Scrapy contracts with multiple parse methods

What's the best approach to write contracts for Scrapy spiders that have more than one method to parse the response? I saw this answer but it didn't sound very clear to me.

My current example: I have a method called parse_product that extracts the information on a page but I have more data that I need to extract for the same product in another page, so I yield a new request at the end of this method to make a new request and let the new callback extracts theses fields and returns the item.

The problem is that if I write a contract for the second method, it will fail because it doesn't have the meta attribute (containing the item with most of the fields). If I write a contract for the first method, I can't check if it returns the fields, because it returns a new request, instead of the item.

def parse_product(self, response):
    il = ItemLoader(item=ProductItem(), response=response)
    # populate the item in here

    # yield the new request sending the ItemLoader to another callback
    yield scrapy.Request(new_url, callback=self.parse_images, meta={'item': il})

def parse_images(self, response):
     """
     @url http://foo.bar
     @returns items 1 1
     @scrapes field1 field2 field3
     """
     il = response.request.meta['item']
     # extract the new fields and add them to the item in here

     yield il.load_item()

In the example, I put the contract in the second method, but it gave me a KeyError exception on response.request.meta['item'], also, the fields field1 and field2 are populated in the first method.

Hope it's clear enough.

Upvotes: 4

Views: 1559

Answers (1)

Elias Dorneles
Elias Dorneles

Reputation: 23846

Frankly, I don't use Scrapy contracts and I don't really recommend anyone to use them either. They have many issues and someday may be removed from Scrapy.

In practice, I haven't had much luck using unit tests for spiders.

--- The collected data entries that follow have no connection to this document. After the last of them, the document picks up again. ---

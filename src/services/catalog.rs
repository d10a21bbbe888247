//! Catalog service: genres, languages, authors and books

use crate::{
    error::{AppError, AppResult, FieldErrors},
    models::{
        author::{Author, AuthorInput},
        book::{BookDetails, BookInput},
        genre::{Genre, GenreInput},
        language::{Language, LanguageInput},
        FIELD_REQUIRED,
    },
    repository::{
        books::{BookFilter, ISBN_TAKEN},
        Page, Repository,
    },
};

#[derive(Clone)]
pub struct CatalogService {
    repository: Repository,
}

impl CatalogService {
    pub fn new(repository: Repository) -> Self {
        Self { repository }
    }

    // =========================================================================
    // GENRES
    // =========================================================================

    pub async fn list_genres(&self, page: Page) -> AppResult<(Vec<Genre>, i64)> {
        self.repository.genres.list(page).await
    }

    pub async fn get_genre(&self, id: i32) -> AppResult<Genre> {
        self.repository.genres.get_by_id(id).await
    }

    pub async fn create_genre(&self, data: &GenreInput) -> AppResult<Genre> {
        let genre = self.repository.genres.create(required_name(&data.name)?).await?;
        tracing::info!(genre_id = genre.id, "Genre created: {}", genre);
        Ok(genre)
    }

    pub async fn update_genre(&self, id: i32, data: &GenreInput) -> AppResult<Genre> {
        self.repository
            .genres
            .update(id, required_name(&data.name)?)
            .await
    }

    /// Delete a genre; books lose the genre
    pub async fn delete_genre(&self, id: i32) -> AppResult<()> {
        self.repository.genres.delete(id).await?;
        tracing::info!(genre_id = id, "Genre deleted");
        Ok(())
    }

    // =========================================================================
    // LANGUAGES
    // =========================================================================

    pub async fn list_languages(&self, page: Page) -> AppResult<(Vec<Language>, i64)> {
        self.repository.languages.list(page).await
    }

    pub async fn get_language(&self, id: i32) -> AppResult<Language> {
        self.repository.languages.get_by_id(id).await
    }

    pub async fn create_language(&self, data: &LanguageInput) -> AppResult<Language> {
        let language = self
            .repository
            .languages
            .create(required_name(&data.name)?)
            .await?;
        tracing::info!(language_id = language.id, "Language created: {}", language);
        Ok(language)
    }

    pub async fn update_language(&self, id: i32, data: &LanguageInput) -> AppResult<Language> {
        self.repository
            .languages
            .update(id, required_name(&data.name)?)
            .await
    }

    /// Delete a language; its books keep existing without one
    pub async fn delete_language(&self, id: i32) -> AppResult<()> {
        self.repository.languages.delete(id).await?;
        tracing::info!(language_id = id, "Language deleted");
        Ok(())
    }

    // =========================================================================
    // AUTHORS
    // =========================================================================

    pub async fn list_authors(&self, page: Page) -> AppResult<(Vec<Author>, i64)> {
        self.repository.authors.list(page).await
    }

    pub async fn get_author(&self, id: i32) -> AppResult<Author> {
        self.repository.authors.get_by_id(id).await
    }

    pub async fn create_author(&self, data: AuthorInput) -> AppResult<Author> {
        let author = self.repository.authors.create(&data.normalized()).await?;
        tracing::info!(author_id = author.id, "Author created: {}", author);
        Ok(author)
    }

    pub async fn update_author(&self, id: i32, data: AuthorInput) -> AppResult<Author> {
        self.repository.authors.update(id, &data.normalized()).await
    }

    /// Delete an author; their books keep existing without one
    pub async fn delete_author(&self, id: i32) -> AppResult<()> {
        self.repository.authors.delete(id).await?;
        tracing::info!(author_id = id, "Author deleted");
        Ok(())
    }

    /// Books written by an author
    pub async fn author_books(&self, author_id: i32) -> AppResult<Vec<BookDetails>> {
        self.repository.authors.get_by_id(author_id).await?;
        let filter = BookFilter {
            author_id: Some(author_id),
        };
        let (books, _) = self.repository.books.list(&filter, Page::all()).await?;
        Ok(books)
    }

    // =========================================================================
    // BOOKS
    // =========================================================================

    pub async fn list_books(&self, filter: &BookFilter, page: Page) -> AppResult<(Vec<BookDetails>, i64)> {
        self.repository.books.list(filter, page).await
    }

    pub async fn get_book(&self, id: i32) -> AppResult<BookDetails> {
        self.repository.books.get_by_id(id).await
    }

    pub async fn create_book(&self, data: BookInput) -> AppResult<BookDetails> {
        let data = data.normalized();
        data.require_filled()?;
        self.check_book(&data, None).await?;

        let book = self.repository.books.create(&data).await?;
        tracing::info!(book_id = book.book.id, isbn = %book.book.isbn, "Book created: {}", book);
        Ok(book)
    }

    /// Create a book under an author
    pub async fn create_author_book(&self, author_id: i32, data: BookInput) -> AppResult<BookDetails> {
        self.repository.authors.get_by_id(author_id).await?;
        self.create_book(BookInput {
            author_id: Some(author_id),
            ..data
        })
        .await
    }

    pub async fn update_book(&self, id: i32, data: BookInput) -> AppResult<BookDetails> {
        let data = data.normalized();
        data.require_filled()?;
        self.repository.books.get_by_id(id).await?;
        self.check_book(&data, Some(id)).await?;

        self.repository.books.update(id, &data).await
    }

    /// Delete a book; refused while copies of it exist
    pub async fn delete_book(&self, id: i32) -> AppResult<()> {
        self.repository.books.delete(id).await?;
        tracing::info!(book_id = id, "Book deleted");
        Ok(())
    }

    /// Field errors for references and ISBN uniqueness
    async fn check_book(&self, data: &BookInput, exclude_id: Option<i32>) -> AppResult<()> {
        let mut errors = FieldErrors::new();
        let mut add = |field: &str, message: String| {
            errors.entry(field.to_string()).or_default().push(message);
        };

        if self.repository.books.isbn_exists(&data.isbn, exclude_id).await? {
            add("isbn", ISBN_TAKEN.to_string());
        }
        if let Some(author_id) = data.author_id {
            match self.repository.authors.get_by_id(author_id).await {
                Err(AppError::NotFound(_)) => {
                    add("author_id", format!("Author {} does not exist", author_id))
                }
                other => {
                    other?;
                }
            }
        }
        if let Some(language_id) = data.language_id {
            match self.repository.languages.get_by_id(language_id).await {
                Err(AppError::NotFound(_)) => {
                    add("language_id", format!("Language {} does not exist", language_id))
                }
                other => {
                    other?;
                }
            }
        }
        let found = self.repository.genres.get_many(&data.genre_ids).await?;
        for id in &data.genre_ids {
            if !found.iter().any(|g| g.id == *id) {
                add("genre_ids", format!("Genre {} does not exist", id));
            }
        }

        if errors.is_empty() {
            Ok(())
        } else {
            Err(AppError::Fields(errors))
        }
    }
}

/// Trimmed, non-blank name
fn required_name(name: &str) -> AppResult<&str> {
    let name = name.trim();
    if name.is_empty() {
        return Err(AppError::field("name", FIELD_REQUIRED));
    }
    Ok(name)
}

#[cfg(test)]
mod tests {
    use super::*;

    #[test]
    fn test_required_name() {
        assert_eq!(required_name("  Poetry ").unwrap(), "Poetry");
        match required_name("   ") {
            Err(AppError::Fields(fields)) => assert!(fields.contains_key("name")),
            other => panic!("unexpected result: {:?}", other),
        }
    }
}
//! Record types and their field metadata

use serde::{Deserialize, Serialize};
use utoipa::ToSchema;

use crate::error::AppError;

/// Pseudo-field rendering the record's display string
pub const STR_FIELD: &str = "__str__";

/// Record types known to the admin site
#[derive(Debug, Clone, Copy, PartialEq, Eq, Hash, Serialize, Deserialize, ToSchema)]
#[serde(rename_all = "lowercase")]
pub enum ModelKind {
    Genre,
    Language,
    Author,
    Book,
    BookInstance,
    User,
}

/// Form widget used by a field
#[derive(Debug, Clone, Copy, PartialEq, Eq, Serialize, Deserialize, ToSchema)]
#[serde(rename_all = "snake_case")]
pub enum Widget {
    Text,
    TextArea,
    Date,
    Select,
    SelectMultiple,
    Checkbox,
    ReadOnly,
}

/// Storage kind of a field
#[derive(Debug, Clone, Copy, PartialEq, Eq)]
pub enum FieldKind {
    Integer,
    Uuid,
    Boolean,
    Char { max_length: usize },
    Text { max_length: usize },
    Date,
    Choice(&'static [(&'static str, &'static str)]),
    ForeignKey(ModelKind),
    ManyToMany(ModelKind),
    /// Derived, never stored
    Computed,
}

/// Field metadata
#[derive(Debug, Clone, Copy, PartialEq, Eq)]
pub struct FieldSpec {
    pub name: &'static str,
    pub label: &'static str,
    pub kind: FieldKind,
    pub required: bool,
    pub editable: bool,
    pub help_text: &'static str,
}

impl FieldSpec {
    const fn new(name: &'static str, label: &'static str, kind: FieldKind) -> Self {
        Self {
            name,
            label,
            kind,
            required: false,
            editable: true,
            help_text: "",
        }
    }

    const fn required(mut self) -> Self {
        self.required = true;
        self
    }

    const fn read_only(mut self) -> Self {
        self.editable = false;
        self
    }

    const fn help(mut self, help_text: &'static str) -> Self {
        self.help_text = help_text;
        self
    }

    pub fn widget(&self) -> Widget {
        if !self.editable {
            return Widget::ReadOnly;
        }
        match self.kind {
            FieldKind::Char { .. } | FieldKind::Integer | FieldKind::Uuid => Widget::Text,
            FieldKind::Text { .. } => Widget::TextArea,
            FieldKind::Date => Widget::Date,
            FieldKind::Boolean => Widget::Checkbox,
            FieldKind::Choice(_) | FieldKind::ForeignKey(_) => Widget::Select,
            FieldKind::ManyToMany(_) => Widget::SelectMultiple,
            FieldKind::Computed => Widget::ReadOnly,
        }
    }

    /// Stored, user-editable field
    pub fn is_form_field(&self) -> bool {
        self.editable && self.kind != FieldKind::Computed
    }
}

pub const LOAN_STATUS_CHOICES: &[(&str, &str)] = &[
    ("m", "Maintenance"),
    ("o", "On loan"),
    ("a", "Available"),
    ("r", "Reserved"),
];

const ID: FieldSpec = FieldSpec::new("id", "ID", FieldKind::Integer).read_only();

const GENRE_FIELDS: &[FieldSpec] = &[
    ID,
    FieldSpec::new("name", "Name", FieldKind::Char { max_length: 200 })
        .required()
        .help("Enter a book genre (e.g. Science Fiction, French Poetry etc.)"),
];

const LANGUAGE_FIELDS: &[FieldSpec] = &[
    ID,
    FieldSpec::new("name", "Name", FieldKind::Char { max_length: 200 })
        .required()
        .help("Enter the book's natural language (e.g. English (South Africa), Tswana, Zulu etc.)"),
];

const AUTHOR_FIELDS: &[FieldSpec] = &[
    ID,
    FieldSpec::new("first_name", "First name", FieldKind::Char { max_length: 100 }),
    FieldSpec::new("surname", "Surname", FieldKind::Char { max_length: 100 }),
    FieldSpec::new("date_of_birth", "Birth Date", FieldKind::Date),
    FieldSpec::new("date_of_death", "Death date", FieldKind::Date),
];

const BOOK_FIELDS: &[FieldSpec] = &[
    ID,
    FieldSpec::new("title", "Title", FieldKind::Char { max_length: 200 })
        .required()
        .help("Enter the book's title"),
    FieldSpec::new("author", "Author", FieldKind::ForeignKey(ModelKind::Author)),
    FieldSpec::new("summary", "Summary", FieldKind::Text { max_length: 1000 })
        .required()
        .help("Enter a brief description of the book"),
    FieldSpec::new("isbn", "ISBN", FieldKind::Char { max_length: 13 })
        .required()
        .help("13 Character ISBN number"),
    FieldSpec::new("genre", "Genre", FieldKind::ManyToMany(ModelKind::Genre))
        .required()
        .help("Select a genre for this book"),
    FieldSpec::new("language", "Language", FieldKind::ForeignKey(ModelKind::Language)),
    FieldSpec::new("display_genre", "Genre", FieldKind::Computed).read_only(),
];

const BOOK_INSTANCE_FIELDS: &[FieldSpec] = &[
    FieldSpec::new("id", "Id", FieldKind::Uuid)
        .read_only()
        .help("Unique ID for this particular book across whole library"),
    FieldSpec::new("book", "Book", FieldKind::ForeignKey(ModelKind::Book)).required(),
    FieldSpec::new("imprint", "Imprint", FieldKind::Char { max_length: 7 })
        .required()
        .help("This identifies a particular publisher or registrant. May be up to 7 digits."),
    FieldSpec::new("due_back", "Due back", FieldKind::Date),
    FieldSpec::new("borrower", "Borrower", FieldKind::ForeignKey(ModelKind::User)),
    FieldSpec::new("status", "Status", FieldKind::Choice(LOAN_STATUS_CHOICES))
        .help("Book availability"),
];

const USER_FIELDS: &[FieldSpec] = &[
    ID,
    FieldSpec::new("username", "Username", FieldKind::Char { max_length: 150 }).required(),
    FieldSpec::new("first_name", "First name", FieldKind::Char { max_length: 150 }),
    FieldSpec::new("last_name", "Last name", FieldKind::Char { max_length: 150 }),
    FieldSpec::new("email", "Email address", FieldKind::Char { max_length: 254 }),
    FieldSpec::new("is_active", "Active", FieldKind::Boolean),
    FieldSpec::new("is_staff", "Staff status", FieldKind::Boolean),
    FieldSpec::new("is_superuser", "Superuser status", FieldKind::Boolean),
];

impl ModelKind {
    pub const ALL: [ModelKind; 6] = [
        ModelKind::Author,
        ModelKind::Book,
        ModelKind::BookInstance,
        ModelKind::Genre,
        ModelKind::Language,
        ModelKind::User,
    ];

    /// URL segment
    pub fn slug(&self) -> &'static str {
        match self {
            ModelKind::Genre => "genre",
            ModelKind::Language => "language",
            ModelKind::Author => "author",
            ModelKind::Book => "book",
            ModelKind::BookInstance => "bookinstance",
            ModelKind::User => "user",
        }
    }

    pub fn verbose_name(&self) -> &'static str {
        match self {
            ModelKind::BookInstance => "book instance",
            other => other.slug(),
        }
    }

    pub fn verbose_name_plural(&self) -> String {
        format!("{}s", self.verbose_name())
    }

    pub fn fields(&self) -> &'static [FieldSpec] {
        match self {
            ModelKind::Genre => GENRE_FIELDS,
            ModelKind::Language => LANGUAGE_FIELDS,
            ModelKind::Author => AUTHOR_FIELDS,
            ModelKind::Book => BOOK_FIELDS,
            ModelKind::BookInstance => BOOK_INSTANCE_FIELDS,
            ModelKind::User => USER_FIELDS,
        }
    }

    pub fn field(&self, name: &str) -> Option<&'static FieldSpec> {
        self.fields().iter().find(|f| f.name == name)
    }

    /// Fields shown on a default change form
    pub fn form_fields(&self) -> Vec<&'static str> {
        self.fields()
            .iter()
            .filter(|f| f.is_form_field())
            .map(|f| f.name)
            .collect()
    }

    /// Column header for a list or inline column
    pub fn column_label(&self, name: &str) -> String {
        if name == STR_FIELD {
            return capfirst(self.verbose_name());
        }
        self.field(name)
            .map(|f| f.label.to_string())
            .unwrap_or_else(|| capfirst(&name.replace('_', " ")))
    }
}

impl std::str::FromStr for ModelKind {
    type Err = AppError;

    fn from_str(s: &str) -> Result<Self, Self::Err> {
        ModelKind::ALL
            .into_iter()
            .find(|m| m.slug() == s)
            .ok_or_else(|| AppError::NotFound(format!("Unknown model: {}", s)))
    }
}

pub(crate) fn capfirst(s: &str) -> String {
    let mut chars = s.chars();
    match chars.next() {
        Some(first) => first.to_uppercase().chain(chars).collect(),
        None => String::new(),
    }
}

#[cfg(test)]
mod tests {
    use super::*;
    use crate::models::LoanStatus;

    #[test]
    fn test_slug_roundtrip() {
        for model in ModelKind::ALL {
            assert_eq!(model.slug().parse::<ModelKind>().unwrap(), model);
        }
        assert!("loan".parse::<ModelKind>().is_err());
    }

    #[test]
    fn test_status_choices_match_enum() {
        let expected: Vec<(&str, &str)> = LoanStatus::ALL
            .iter()
            .map(|s| (s.code(), s.label()))
            .collect();
        assert_eq!(LOAN_STATUS_CHOICES.to_vec(), expected);
    }

    #[test]
    fn test_form_fields_skip_ids_and_computed() {
        assert_eq!(
            ModelKind::Book.form_fields(),
            vec!["title", "author", "summary", "isbn", "genre", "language"]
        );
        assert_eq!(ModelKind::Genre.form_fields(), vec!["name"]);
        assert_eq!(
            ModelKind::BookInstance.form_fields(),
            vec!["book", "imprint", "due_back", "borrower", "status"]
        );
    }

    #[test]
    fn test_column_labels() {
        assert_eq!(ModelKind::Genre.column_label(STR_FIELD), "Genre");
        assert_eq!(ModelKind::BookInstance.column_label(STR_FIELD), "Book instance");
        assert_eq!(ModelKind::Book.column_label("display_genre"), "Genre");
        assert_eq!(ModelKind::Author.column_label("date_of_birth"), "Birth Date");
        assert_eq!(ModelKind::BookInstance.column_label("due_back"), "Due back");
    }

    #[test]
    fn test_widgets() {
        let instance = ModelKind::BookInstance;
        assert_eq!(instance.field("id").unwrap().widget(), Widget::ReadOnly);
        assert_eq!(instance.field("status").unwrap().widget(), Widget::Select);
        assert_eq!(ModelKind::Book.field("genre").unwrap().widget(), Widget::SelectMultiple);
        assert_eq!(ModelKind::Book.field("summary").unwrap().widget(), Widget::TextArea);
    }
}
//! Genre model

use serde::{Deserialize, Serialize};
use sqlx::FromRow;
use utoipa::ToSchema;
use validator::Validate;

/// Book genre (e.g. Science Fiction, French Poetry)
#[derive(Debug, Clone, PartialEq, Eq, Serialize, Deserialize, FromRow, ToSchema)]
pub struct Genre {
    pub id: i32,
    pub name: String,
}

impl std::fmt::Display for Genre {
    fn fmt(&self, f: &mut std::fmt::Formatter<'_>) -> std::fmt::Result {
        write!(f, "{}", self.name)
    }
}

/// Create or update genre request
#[derive(Debug, Deserialize, Validate, ToSchema)]
pub struct GenreInput {
    /// Enter a book genre (e.g. Science Fiction, French Poetry etc.)
    #[validate(length(min = 1, max = 200, message = "Name must be between 1 and 200 characters"))]
    pub name: String,
}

For testing spiders during development, I'd enable the cache and then re-run the spider as many times as needed to get the scraping right.

For regression bugs, I had better luck using item pipelines (or spider middlewares) that do validation on-the-fly (there is only so much you can catch in early testing anyway). It's also a good idea to have some strategies for recovering.

And for maintaining a healthy codebase, I'd be constantly moving library-like code out from the spider itself to make it more testable.

Sorry if this isn't the answer you're looking for.